Professor LIANG, Biyao

Research Areas:

• One of my research lines is centred on students' and teachers' mathematical cognition regarding algebra, geometry, pre-calculus and STEM ideas. I investigate individuals' mathematical thinking through the lenses of quantitative reasoning, covariational reasoning, and computational thinking. 
• Another research line is focused on the area of (mathematics) teacher education and professional development. I study teachers' mathematical knowledge for/in teaching, and in particular, how teachers develop their mathematical knowledge and knowledge of students' mathematical thinking through listening, noticing, and decentering when interacting with students or analysing student thinking.

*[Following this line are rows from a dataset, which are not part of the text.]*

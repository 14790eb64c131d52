#![doc = include_str!("../README.md")]

/// CLI runners behind the `make_smoke_sample` and `train` binaries.
pub mod apps;
/// Sampling and training configuration types.
pub mod config;
/// Centralized column names, defaults, and thresholds.
pub mod constants;
/// Helpers over polars data frames.
pub mod frame;
/// Held-out regression metrics.
pub mod metrics;
/// Mean, ridge, and random-forest regressors.
pub mod model;
/// Integer/float width narrowing for sample artifacts.
pub mod narrowing;
/// Named loaders turning a sample artifact into a feature matrix and target.
pub mod pipeline;
/// Casting, feature derivation, filtering, and bounded normalization.
pub mod preprocessing;
/// Bounded, seeded extraction of raw trips into a parquet sample.
pub mod sampler;
/// Parquet and CSV readers and the parquet artifact writer.
pub mod source;
/// Train/test split, model fit, and held-out scoring.
pub mod train;
/// Input transports used by sources (filesystem today).
pub mod transport;
/// Shared type aliases.
pub mod types;

mod errors;

pub use config::{MissingColumnPolicy, SampleConfig, TrainConfig};
pub use errors::PipelineError;
pub use metrics::RegressionMetrics;
pub use model::{
    ForestConfig, MeanRegressor, ModelKind, RandomForestRegressor, Regressor, RidgeRegressor,
    StandardScaler,
};
pub use pipeline::{Dataset, Pipeline, TaxiDurationPipeline, require_columns};
pub use preprocessing::{
    FeatureBound, NormalizationBounds, normalize, parse_timestamp, part_of_day, preprocess_data,
};
pub use sampler::{SampleReport, make_smoke_sample};
pub use train::{TrainReport, TrainTestSplit, run_training, train_test_split};
pub use types::{ColumnName, FeatureName, RowIndex};
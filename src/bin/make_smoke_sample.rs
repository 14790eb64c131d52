use std::error::Error;

fn main() -> Result<(), Box<dyn Error>> {
    trip_duration::apps::run_make_smoke_sample(std::env::args().skip(1))
}
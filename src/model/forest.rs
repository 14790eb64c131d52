use ndarray::{Array1, Array2, ArrayView1, Axis};
use rand::rngs::StdRng;
use rand::seq::SliceRandom;
use rand::{Rng, SeedableRng};
use tracing::debug;

use super::{Regressor, check_width, no_training_rows, not_fitted};
use crate::constants::training::{FOREST_ESTIMATORS, FOREST_MAX_DEPTH, FOREST_SEED};
use crate::errors::PipelineError;
use crate::pipeline::Dataset;

/// Smallest SSE reduction that justifies a split.
const MIN_SPLIT_GAIN: f64 = 1e-12;

/// Random forest configuration
#[derive(Clone, Debug, PartialEq, Eq)]
pub struct ForestConfig {
    /// Number of trees in the forest
    pub n_estimators: usize,
    /// Maximum depth of each tree (the root is depth 0)
    pub max_depth: usize,
    /// Minimum rows a node needs before it may split
    pub min_samples_split: usize,
    /// Minimum rows on each side of a split
    pub min_samples_leaf: usize,
    /// Features tried per split (all of them if None)
    pub max_features: Option<usize>,
    /// Draw a bootstrap sample per tree
    pub bootstrap: bool,
    /// Random seed; tree `i` uses `seed + i`
    pub seed: u64,
}

impl Default for ForestConfig {
    fn default() -> Self {
        Self {
            n_estimators: FOREST_ESTIMATORS,
            max_depth: FOREST_MAX_DEPTH,
            min_samples_split: 2,
            min_samples_leaf: 1,
            max_features: None,
            bootstrap: true,
            seed: FOREST_SEED,
        }
    }
}

#[derive(Clone, Copy, Debug, PartialEq)]
enum Node {
    Leaf {
        value: f64,
    },
    Split {
        feature: usize,
        threshold: f64,
        left: usize,
        right: usize,
    },
}

/// One CART regression tree stored as a flat node arena; node 0 is the root.
#[derive(Clone, Debug, Default, PartialEq)]
struct RegressionTree {
    nodes: Vec<Node>,
}

impl RegressionTree {
    fn predict_row(&self, row: ArrayView1<'_, f64>) -> f64 {
        let mut idx = 0;
        loop {
            match self.nodes[idx] {
                Node::Leaf { value } => return value,
                Node::Split {
                    feature,
                    threshold,
                    left,
                    right,
                } => idx = if row[feature] <= threshold { left } else { right },
            }
        }
    }
}

#[derive(Clone, Copy, Debug)]
struct Split {
    feature: usize,
    threshold: f64,
    sse: f64,
}

struct TreeBuilder<'a> {
    x: &'a Array2<f64>,
    y: &'a Array1<f64>,
    config: &'a ForestConfig,
    rng: StdRng,
    nodes: Vec<Node>,
}

impl TreeBuilder<'_> {
    fn build(mut self, rows: Vec<usize>) -> RegressionTree {
        self.grow(rows, 0);
        RegressionTree { nodes: self.nodes }
    }

    fn grow(&mut self, rows: Vec<usize>, depth: usize) -> usize {
        let value = rows.iter().map(|&r| self.y[r]).sum::<f64>() / rows.len() as f64;
        let slot = self.nodes.len();
        self.nodes.push(Node::Leaf { value });

        if depth >= self.config.max_depth
            || rows.len() < self.config.min_samples_split.max(2)
            || rows.len() < 2 * self.config.min_samples_leaf.max(1)
        {
            return slot;
        }
        let Some(split) = self.best_split(&rows) else {
            return slot;
        };

        let (left_rows, right_rows): (Vec<usize>, Vec<usize>) = rows
            .into_iter()
            .partition(|&r| self.x[[r, split.feature]] <= split.threshold);
        let left = self.grow(left_rows, depth + 1);
        let right = self.grow(right_rows, depth + 1);
        self.nodes[slot] = Node::Split {
            feature: split.feature,
            threshold: split.threshold,
            left,
            right,
        };
        slot
    }

    /// Scan sorted values of each candidate feature with running sums and keep
    /// the midpoint threshold with the lowest summed squared error.
    fn best_split(&mut self, rows: &[usize]) -> Option<Split> {
        let width = self.x.ncols();
        let mut features: Vec<usize> = (0..width).collect();
        if let Some(limit) = self.config.max_features.filter(|&limit| limit < width) {
            features.shuffle(&mut self.rng);
            features.truncate(limit.max(1));
        }

        let n = rows.len();
        let min_leaf = self.config.min_samples_leaf.max(1);
        let total: f64 = rows.iter().map(|&r| self.y[r]).sum();
        let total_sq: f64 = rows.iter().map(|&r| self.y[r] * self.y[r]).sum();
        let parent_sse = total_sq - total * total / n as f64;

        let mut best: Option<Split> = None;
        let mut order = rows.to_vec();
        for feature in features {
            order.sort_by(|&a, &b| self.x[[a, feature]].total_cmp(&self.x[[b, feature]]));
            let (mut left_sum, mut left_sq) = (0.0, 0.0);
            for pos in 0..n - 1 {
                let y = self.y[order[pos]];
                left_sum += y;
                left_sq += y * y;

                let n_left = pos + 1;
                let n_right = n - n_left;
                if n_left < min_leaf || n_right < min_leaf {
                    continue;
                }
                let here = self.x[[order[pos], feature]];
                let next = self.x[[order[pos + 1], feature]];
                if here >= next {
                    continue;
                }

                let right_sum = total - left_sum;
                let right_sq = total_sq - left_sq;
                let sse = (left_sq - left_sum * left_sum / n_left as f64)
                    + (right_sq - right_sum * right_sum / n_right as f64);
                let bar = best.map_or(parent_sse - MIN_SPLIT_GAIN, |best| best.sse);
                if sse < bar {
                    best = Some(Split {
                        feature,
                        threshold: here + (next - here) / 2.0,
                        sse,
                    });
                }
            }
        }
        best
    }
}

/// Averaged ensemble of bootstrapped regression trees.
///
/// Trees are grown one after another. Each draws its bootstrap rows from its
/// own `StdRng`, so a fixed seed reproduces the same forest.
#[derive(Clone, Debug, Default)]
pub struct RandomForestRegressor {
    config: ForestConfig,
    trees: Vec<RegressionTree>,
    n_features: usize,
}

impl RandomForestRegressor {
    pub fn new(config: ForestConfig) -> Self {
        Self {
            config,
            trees: Vec::new(),
            n_features: 0,
        }
    }

    pub fn config(&self) -> &ForestConfig {
        &self.config
    }

    /// Trees grown by the last `fit`.
    pub fn n_trees(&self) -> usize {
        self.trees.len()
    }
}

impl Regressor for RandomForestRegressor {
    fn fit(&mut self, data: &Dataset) -> Result<(), PipelineError> {
        let rows = data.rows();
        if rows == 0 {
            return Err(no_training_rows());
        }
        if self.config.n_estimators == 0 {
            return Err(PipelineError::Configuration(
                "a random forest needs at least one tree".to_string(),
            ));
        }
        let x = data.features.mapv(f64::from);
        let y = data.target.mapv(f64::from);

        self.trees = (0..self.config.n_estimators)
            .map(|tree_idx| {
                let mut rng = StdRng::seed_from_u64(self.config.seed.wrapping_add(tree_idx as u64));
                let sample: Vec<usize> = if self.config.bootstrap {
                    (0..rows).map(|_| rng.random_range(0..rows)).collect()
                } else {
                    (0..rows).collect()
                };
                TreeBuilder {
                    x: &x,
                    y: &y,
                    config: &self.config,
                    rng,
                    nodes: Vec::new(),
                }
                .build(sample)
            })
            .collect();
        self.n_features = data.n_features();
        debug!(
            "grew {} tree(s) with {} node(s) in total",
            self.trees.len(),
            self.trees.iter().map(|tree| tree.nodes.len()).sum::<usize>()
        );
        Ok(())
    }

    fn predict(&self, data: &Dataset) -> Result<Array1<f32>, PipelineError> {
        if self.trees.is_empty() {
            return Err(not_fitted());
        }
        check_width(self.n_features, data)?;
        let x = data.features.mapv(f64::from);
        let n_trees = self.trees.len() as f64;
        Ok(x.axis_iter(Axis(0))
            .map(|row| {
                let total: f64 = self.trees.iter().map(|tree| tree.predict_row(row)).sum();
                (total / n_trees) as f32
            })
            .collect())
    }
}

#[cfg(test)]
mod tests {
    use super::*;
    use crate::model::tests::dataset;

    fn small_forest(seed: u64) -> RandomForestRegressor {
        RandomForestRegressor::new(ForestConfig {
            n_estimators: 12,
            max_depth: 4,
            seed,
            ..ForestConfig::default()
        })
    }

    fn step_rows() -> Vec<(f32, f32)> {
        (0..40)
            .map(|i| (i as f32 / 40.0, ((i * 7) % 40) as f32 / 40.0))
            .collect()
    }

    #[test]
    fn default_forest_grows_150_trees_of_depth_10() {
        let forest = RandomForestRegressor::default();
        let config = forest.config();
        assert_eq!(config.n_estimators, 150);
        assert_eq!(config.max_depth, 10);
        assert_eq!(config.seed, 42);
        assert!(config.bootstrap);
    }

    #[test]
    fn fixed_seed_reproduces_predictions() {
        let data = dataset(&step_rows(), |a, b| a * a + 0.3 * b);

        let mut first = small_forest(42);
        let mut second = small_forest(42);
        first.fit(&data).unwrap();
        second.fit(&data).unwrap();
        assert_eq!(first.n_trees(), 12);
        assert_eq!(first.predict(&data).unwrap(), second.predict(&data).unwrap());

        let mut reseeded = small_forest(7);
        reseeded.fit(&data).unwrap();
        assert_ne!(first.predict(&data).unwrap(), reseeded.predict(&data).unwrap());
    }

    #[test]
    fn forest_learns_a_step_function() {
        let data = dataset(&step_rows(), |a, _| if a > 0.5 { 1.0 } else { 0.0 });
        let mut forest = small_forest(42);
        forest.fit(&data).unwrap();

        let predictions = forest.predict(&data).unwrap();
        let mae = predictions
            .iter()
            .zip(&data.target)
            .map(|(p, y)| (p - y).abs())
            .sum::<f32>()
            / data.rows() as f32;
        assert!(mae < 0.1, "mae {mae}");
    }

    #[test]
    fn single_unsampled_tree_fits_training_rows_exactly() {
        let data = dataset(&step_rows(), |a, b| a - b);
        let mut tree = RandomForestRegressor::new(ForestConfig {
            n_estimators: 1,
            max_depth: 64,
            bootstrap: false,
            ..ForestConfig::default()
        });
        tree.fit(&data).unwrap();
        let predictions = tree.predict(&data).unwrap();
        for (pred, actual) in predictions.iter().zip(&data.target) {
            assert!((pred - actual).abs() < 1e-6, "{pred} vs {actual}");
        }
    }

    #[test]
    fn unfitted_or_mismatched_inputs_are_training_errors() {
        let data = dataset(&step_rows(), |a, _| a);
        let forest = small_forest(1);
        assert!(matches!(forest.predict(&data), Err(PipelineError::Training(_))));

        let empty = dataset(&[], |a, _| a);
        assert!(matches!(
            small_forest(1).fit(&empty),
            Err(PipelineError::Training(_))
        ));

        let mut forest = small_forest(1);
        forest.fit(&data).unwrap();
        let narrower = Dataset {
            feature_names: vec!["a".to_string()],
            features: data.features.slice(ndarray::s![.., ..1]).to_owned(),
            target: data.target.clone(),
        };
        assert!(matches!(
            forest.predict(&narrower),
            Err(PipelineError::Training(_))
        ));
    }
}
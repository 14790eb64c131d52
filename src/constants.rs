/// Canonical column names for raw and derived trip fields.
pub mod columns {
    pub const VENDOR_ID: &str = "vendor_id";
    pub const PICKUP_DATETIME: &str = "pickup_datetime";
    pub const DROPOFF_DATETIME: &str = "dropoff_datetime";
    pub const PASSENGER_COUNT: &str = "passenger_count";
    pub const TRIP_DISTANCE: &str = "trip_distance";
    pub const PICKUP_LONGITUDE: &str = "pickup_longitude";
    pub const PICKUP_LATITUDE: &str = "pickup_latitude";
    pub const RATE_CODE: &str = "rate_code";
    pub const DROPOFF_LONGITUDE: &str = "dropoff_longitude";
    pub const DROPOFF_LATITUDE: &str = "dropoff_latitude";
    pub const FARE_AMOUNT: &str = "fare_amount";
    pub const SURCHARGE: &str = "surcharge";
    pub const MTA_TAX: &str = "mta_tax";
    pub const TIP_AMOUNT: &str = "tip_amount";
    pub const TOLLS_AMOUNT: &str = "tolls_amount";
    pub const TOTAL_AMOUNT: &str = "total_amount";
    pub const STORE_AND_FWD_FLAG: &str = "store_and_fwd_flag";
    pub const PAYMENT_TYPE: &str = "payment_type";

    pub const TRIP_DURATION: &str = "trip_duration";
    pub const PICKUP_YEAR: &str = "pickup_year";
    pub const PICKUP_MONTH: &str = "pickup_month";
    pub const PICKUP_DAY: &str = "pickup_day";
    pub const PICKUP_WEEKDAY: &str = "pickup_weekday";
    pub const PICKUP_HOUR: &str = "pickup_hour";
    pub const PICKUP_PART_OF_DAY: &str = "pickup_part_of_day";

    /// Raw fields kept in a sample artifact, in output order.
    pub const RAW_REQUIRED: [&str; 18] = [
        VENDOR_ID,
        PICKUP_DATETIME,
        DROPOFF_DATETIME,
        PASSENGER_COUNT,
        TRIP_DISTANCE,
        PICKUP_LONGITUDE,
        PICKUP_LATITUDE,
        RATE_CODE,
        DROPOFF_LONGITUDE,
        DROPOFF_LATITUDE,
        FARE_AMOUNT,
        SURCHARGE,
        MTA_TAX,
        TIP_AMOUNT,
        TOLLS_AMOUNT,
        TOTAL_AMOUNT,
        STORE_AND_FWD_FLAG,
        PAYMENT_TYPE,
    ];

    /// Columns the preprocessing output must contain for the training pipeline.
    pub const POST_REQUIRED: [&str; 20] = [
        PASSENGER_COUNT,
        TRIP_DISTANCE,
        PICKUP_LONGITUDE,
        PICKUP_LATITUDE,
        RATE_CODE,
        DROPOFF_LONGITUDE,
        DROPOFF_LATITUDE,
        FARE_AMOUNT,
        SURCHARGE,
        MTA_TAX,
        TIP_AMOUNT,
        TOLLS_AMOUNT,
        TOTAL_AMOUNT,
        TRIP_DURATION,
        PICKUP_YEAR,
        PICKUP_MONTH,
        PICKUP_DAY,
        PICKUP_WEEKDAY,
        PICKUP_HOUR,
        PICKUP_PART_OF_DAY,
    ];

    /// Regression target split off by the pipeline.
    pub const TARGET: &str = TRIP_DURATION;
}

/// Constants used by the sample extractor.
pub mod sample {
    /// Default number of rows kept in a sample artifact.
    pub const DEFAULT_ROWS: usize = 256;
    /// Default sampling seed.
    pub const DEFAULT_SEED: u64 = 0;
    /// Default artifact location, relative to the working directory.
    pub const DEFAULT_OUT: &str = "data/smoke_sample.parquet";
    /// Rows read per requested row before downsampling parquet sources.
    pub const OVERSAMPLE_FACTOR: usize = 3;
    /// Columnar source extension, preferred when scanning a directory.
    pub const PARQUET_EXTENSION: &str = "parquet";
    /// Row-oriented source extension used as a directory fallback.
    pub const CSV_EXTENSION: &str = "csv";
    /// Log prefix for sampler events.
    pub const LOG_PREFIX: &str = "[trip_duration:sample]";
}

/// Constants used by the feature transformer.
pub mod preprocessing {
    use super::columns::*;

    /// Raw numeric columns narrowed to `f32` before feature derivation.
    pub const FLOAT32_COLUMNS: [&str; 11] = [
        TRIP_DISTANCE,
        PICKUP_LONGITUDE,
        PICKUP_LATITUDE,
        DROPOFF_LONGITUDE,
        DROPOFF_LATITUDE,
        FARE_AMOUNT,
        SURCHARGE,
        MTA_TAX,
        TIP_AMOUNT,
        TOLLS_AMOUNT,
        TOTAL_AMOUNT,
    ];

    /// Columns removed once their numeric equivalents exist.
    pub const DROPPED_AFTER_DERIVATION: [&str; 4] = [
        STORE_AND_FWD_FLAG,
        PAYMENT_TYPE,
        PICKUP_DATETIME,
        DROPOFF_DATETIME,
    ];

    /// Largest rate code kept as its own category; anything else maps to 0.
    pub const MAX_RATE_CODE: i64 = 10;
    /// Rate code assigned to unknown or out-of-domain values.
    pub const UNKNOWN_RATE_CODE: u8 = 0;

    /// Hour where the morning bucket starts.
    pub const MORNING_START_HOUR: u32 = 6;
    /// Hour where the midday bucket starts.
    pub const MIDDAY_START_HOUR: u32 = 12;
    /// Hour where the evening bucket starts.
    pub const EVENING_START_HOUR: u32 = 16;
    /// Hour where the night bucket starts (wrapping to `MORNING_START_HOUR`).
    pub const NIGHT_START_HOUR: u32 = 22;

    /// Text timestamp layouts accepted when parsing pickup/dropoff columns.
    pub const TIMESTAMP_FORMATS: [&str; 4] = [
        "%Y-%m-%d %H:%M:%S%.f",
        "%Y-%m-%dT%H:%M:%S%.f",
        "%Y-%m-%d %H:%M",
        "%m/%d/%Y %H:%M:%S",
    ];
}

/// Constants used by the training harness.
pub mod training {
    /// Default name reported for the taxi duration pipeline.
    pub const DEFAULT_PIPELINE: &str = "pipeline_taxi_duration";
    /// Default held-out fraction.
    pub const DEFAULT_TEST_SIZE: f64 = 0.2;
    /// Default split seed.
    pub const DEFAULT_SEED: u64 = 123;
    /// Default ridge regularization strength.
    pub const DEFAULT_RIDGE_ALPHA: f64 = 1.0;
    /// Pivot magnitude under which a linear system is treated as singular.
    pub const SINGULAR_PIVOT_EPSILON: f64 = 1e-12;
    /// Trees in the default random forest.
    pub const FOREST_ESTIMATORS: usize = 150;
    /// Depth limit of each forest tree.
    pub const FOREST_MAX_DEPTH: usize = 10;
    /// Forest bootstrap seed.
    pub const FOREST_SEED: u64 = 42;
    /// Log prefix for training events.
    pub const LOG_PREFIX: &str = "[trip_duration:train]";
}
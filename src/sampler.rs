//! Bounded, reproducible sample extraction.
//!
//! `make_smoke_sample` resolves a source, reads a bounded number of rows,
//! downsamples them with a seeded RNG, trims to the required raw columns,
//! narrows dtypes, and writes a snappy-compressed parquet artifact.

use polars::prelude::DataFrame;
use std::fmt;
use std::fs;
use std::path::PathBuf;
use std::time::Instant;
use tracing::{info, warn};

use crate::config::{MissingColumnPolicy, SampleConfig};
use crate::constants::columns::RAW_REQUIRED;
use crate::constants::sample::LOG_PREFIX;
use crate::errors::PipelineError;
use crate::frame::{column_names, contains};
use crate::narrowing::narrow_table;
use crate::source::{read_bounded, write_parquet};
use crate::transport::resolve_sources;
use crate::types::ColumnName;

/// Summary of a written sample artifact.
#[derive(Clone, Debug, PartialEq, Eq)]
pub struct SampleReport {
    /// Artifact location.
    pub path: PathBuf,
    /// Artifact size on disk.
    pub bytes: u64,
    /// Rows written.
    pub rows: usize,
    /// Columns written.
    pub columns: usize,
    /// Required columns the source did not provide.
    pub missing_columns: Vec<ColumnName>,
}

impl fmt::Display for SampleReport {
    fn fmt(&self, f: &mut fmt::Formatter<'_>) -> fmt::Result {
        write!(
            f,
            "Wrote {} ({:.1} KB, {} rows, {} cols)",
            self.path.display(),
            self.bytes as f64 / 1024.0,
            self.rows,
            self.columns
        )
    }
}

/// Extract a bounded, reproducible sample of raw trip rows into a parquet artifact.
pub fn make_smoke_sample(config: &SampleConfig) -> Result<SampleReport, PipelineError> {
    let started = Instant::now();
    if config.rows == 0 {
        return Err(PipelineError::Configuration(
            "rows must be greater than zero".to_string(),
        ));
    }

    let sources = resolve_sources(&config.source)?;
    info!(
        "{LOG_PREFIX} sampling {} row(s) from {} {:?} file(s) under {}",
        config.rows,
        sources.files.len(),
        sources.format,
        config.source.display()
    );

    let frame = read_bounded(&sources, config.read_target())?;
    if frame.height() == 0 {
        return Err(PipelineError::EmptyResult(format!(
            "no rows read from {}",
            config.source.display()
        )));
    }

    let sampled = downsample(&frame, config.rows, config.seed)?;
    let (trimmed, missing_columns) = trim_columns(&sampled, config.missing_columns)?;
    let mut narrowed = narrow_table(&trimmed)?;

    if let Some(parent) = config.out.parent().filter(|dir| !dir.as_os_str().is_empty()) {
        fs::create_dir_all(parent)?;
    }
    let bytes = write_parquet(&mut narrowed, &config.out, None)?;

    let report = SampleReport {
        path: config.out.clone(),
        bytes,
        rows: narrowed.height(),
        columns: narrowed.width(),
        missing_columns,
    };
    info!(
        "{LOG_PREFIX} {report} in {:.2}s",
        started.elapsed().as_secs_f64()
    );
    Ok(report)
}

/// Keep exactly `rows` rows drawn uniformly without replacement, in draw order.
///
/// Frames with at most `rows` rows are returned unchanged. The draw depends
/// only on the frame height, `rows`, and `seed`.
pub fn downsample(frame: &DataFrame, rows: usize, seed: u64) -> Result<DataFrame, PipelineError> {
    if frame.height() <= rows {
        return Ok(frame.clone());
    }
    Ok(frame.sample_n_literal(rows, false, true, Some(seed))?)
}

/// Restrict `frame` to the required raw columns, in required order.
///
/// Returns the trimmed frame and the required columns that were missing.
/// No required column at all is always a `SchemaMismatch`; a partial match is
/// a warning under `Intersect` and a `PartialSchema` error under `Strict`.
pub fn trim_columns(
    frame: &DataFrame,
    policy: MissingColumnPolicy,
) -> Result<(DataFrame, Vec<ColumnName>), PipelineError> {
    let keep: Vec<&str> = RAW_REQUIRED
        .iter()
        .copied()
        .filter(|name| contains(frame, name))
        .collect();
    let missing: Vec<ColumnName> = RAW_REQUIRED
        .iter()
        .filter(|name| !contains(frame, name))
        .map(|name| name.to_string())
        .collect();

    if keep.is_empty() {
        return Err(PipelineError::SchemaMismatch {
            missing,
            present: column_names(frame),
        });
    }
    if !missing.is_empty() {
        match policy {
            MissingColumnPolicy::Strict => {
                return Err(PipelineError::PartialSchema { missing });
            }
            MissingColumnPolicy::Intersect => {
                warn!("{LOG_PREFIX} source missing columns {missing:?}; keeping intersection only");
            }
        }
    }
    Ok((frame.select(keep)?, missing))
}
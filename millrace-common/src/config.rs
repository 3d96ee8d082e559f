//! Pipeline configuration
//!
//! Durations are configured in milliseconds (the natural unit for humans
//! and config files) and converted to jiffies at the point of use.
//! Everything has a sensible default so an empty TOML file is valid.

use serde::Deserialize;
use std::path::Path;

use crate::error::{Error, Result};
use crate::jiffies;

/// Message pool sizing. Pools are fixed-capacity by design: exhaustion is
/// back-pressure on the producer, not a reason to grow the heap.
#[derive(Debug, Clone, Deserialize)]
#[serde(default)]
pub struct PoolConfig {
    /// Encoded-audio payload buffers.
    pub encoded_audio: usize,
    /// Decoded-audio payload buffers.
    pub decoded_audio: usize,
    /// Bytes per encoded-audio buffer.
    pub encoded_audio_bytes: usize,
    /// Bytes per decoded-audio buffer.
    pub decoded_audio_bytes: usize,
}

impl Default for PoolConfig {
    fn default() -> Self {
        Self {
            encoded_audio: 768,
            decoded_audio: 512,
            encoded_audio_bytes: 6 * 1024,
            decoded_audio_bytes: 8 * 1024,
        }
    }
}

/// Configuration for the flow-control elements.
#[derive(Debug, Clone, Deserialize)]
#[serde(default)]
pub struct PipelineConfig {
    /// StarvationRamper reservoir ceiling in ms of buffered audio.
    pub starvation_buffer_ms: u32,

    /// StarvationRamper reservoir ceiling as a count of buffered
    /// stream/track boundaries.
    pub max_buffered_streams: u32,

    /// Ramp-up duration after a starvation event, in ms.
    pub ramp_up_ms: u32,

    /// Ramp duration either side of a delay adjustment, in ms.
    pub delay_ramp_ms: u32,

    /// Minimum delay the right-hand VariableDelay always applies, in ms.
    pub min_delay_ms: u32,

    /// Delay the left-hand VariableDelay leaves for downstream elements
    /// to apply, in ms.
    pub downstream_delay_ms: u32,

    /// Maximum count of encoded-audio messages the Rewinder buffers before
    /// it stops pulling upstream.
    pub rewinder_max_audio_msgs: u32,

    /// Message pool sizes.
    pub pool: PoolConfig,
}

impl Default for PipelineConfig {
    fn default() -> Self {
        Self {
            starvation_buffer_ms: 100,
            max_buffered_streams: 10,
            ramp_up_ms: 100,
            delay_ramp_ms: 100,
            min_delay_ms: 0,
            downstream_delay_ms: 150,
            rewinder_max_audio_msgs: 100,
            pool: PoolConfig::default(),
        }
    }
}

impl PipelineConfig {
    /// Load configuration from a TOML file. Missing keys take defaults.
    pub fn load(path: &Path) -> Result<Self> {
        let text = std::fs::read_to_string(path)?;
        let config: Self =
            toml::from_str(&text).map_err(|e| Error::Config(format!("{}: {e}", path.display())))?;
        config.validate()?;
        Ok(config)
    }

    /// Reject configurations the pipeline cannot honour.
    pub fn validate(&self) -> Result<()> {
        if self.starvation_buffer_ms == 0 {
            return Err(Error::InvalidValue(
                "starvation_buffer_ms must be non-zero".into(),
            ));
        }
        if self.max_buffered_streams == 0 {
            return Err(Error::InvalidValue(
                "max_buffered_streams must be non-zero".into(),
            ));
        }
        if self.rewinder_max_audio_msgs == 0 {
            return Err(Error::InvalidValue(
                "rewinder_max_audio_msgs must be non-zero".into(),
            ));
        }
        if self.pool.encoded_audio == 0 || self.pool.decoded_audio == 0 {
            return Err(Error::InvalidValue("pool sizes must be non-zero".into()));
        }
        Ok(())
    }

    /// StarvationRamper reservoir ceiling in jiffies.
    pub fn starvation_buffer_jiffies(&self) -> u32 {
        jiffies::from_ms(self.starvation_buffer_ms)
    }

    /// Starvation ramp-up duration in jiffies.
    pub fn ramp_up_jiffies(&self) -> u32 {
        jiffies::from_ms(self.ramp_up_ms)
    }

    /// Delay ramp duration in jiffies.
    pub fn delay_ramp_jiffies(&self) -> u32 {
        jiffies::from_ms(self.delay_ramp_ms)
    }

    /// Minimum right-hand delay in jiffies.
    pub fn min_delay_jiffies(&self) -> u32 {
        jiffies::from_ms(self.min_delay_ms)
    }

    /// Downstream delay reservation in jiffies.
    pub fn downstream_delay_jiffies(&self) -> u32 {
        jiffies::from_ms(self.downstream_delay_ms)
    }
}

#[cfg(test)]
mod tests {
    use super::*;

    #[test]
    fn defaults_are_valid() {
        PipelineConfig::default().validate().unwrap();
    }

    #[test]
    fn empty_toml_takes_defaults() {
        let config: PipelineConfig = toml::from_str("").unwrap();
        assert_eq!(config.starvation_buffer_ms, 100);
        assert_eq!(config.pool.decoded_audio, 512);
    }

    #[test]
    fn partial_toml_overrides() {
        let config: PipelineConfig = toml::from_str(
            "starvation_buffer_ms = 250\n[pool]\nencoded_audio = 64\n",
        )
        .unwrap();
        assert_eq!(config.starvation_buffer_ms, 250);
        assert_eq!(config.pool.encoded_audio, 64);
        // untouched keys keep defaults
        assert_eq!(config.ramp_up_ms, 100);
        assert_eq!(config.pool.decoded_audio, 512);
    }

    #[test]
    fn zero_buffer_rejected() {
        let config: PipelineConfig = toml::from_str("starvation_buffer_ms = 0").unwrap();
        assert!(config.validate().is_err());
    }
}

Relatedly, I am interested in understanding what conditions teachers to learn from students and ways to support teachers as researchers.
• I am also interested in how students learn from each other mathematically through student-student interactions. 

Epistemological and Theoretical Orientations: radical constructivism, Piagetian learning theories

Qualitative Methodologies: constructivist teaching experiment, task-based clinical interview, video-stimulated recall interview

Teaching Areas: mathematics content, mathematics pedagogy, mathematics learning

The Chinese University of Hong Kong Research Fellowship Scheme (2021/22)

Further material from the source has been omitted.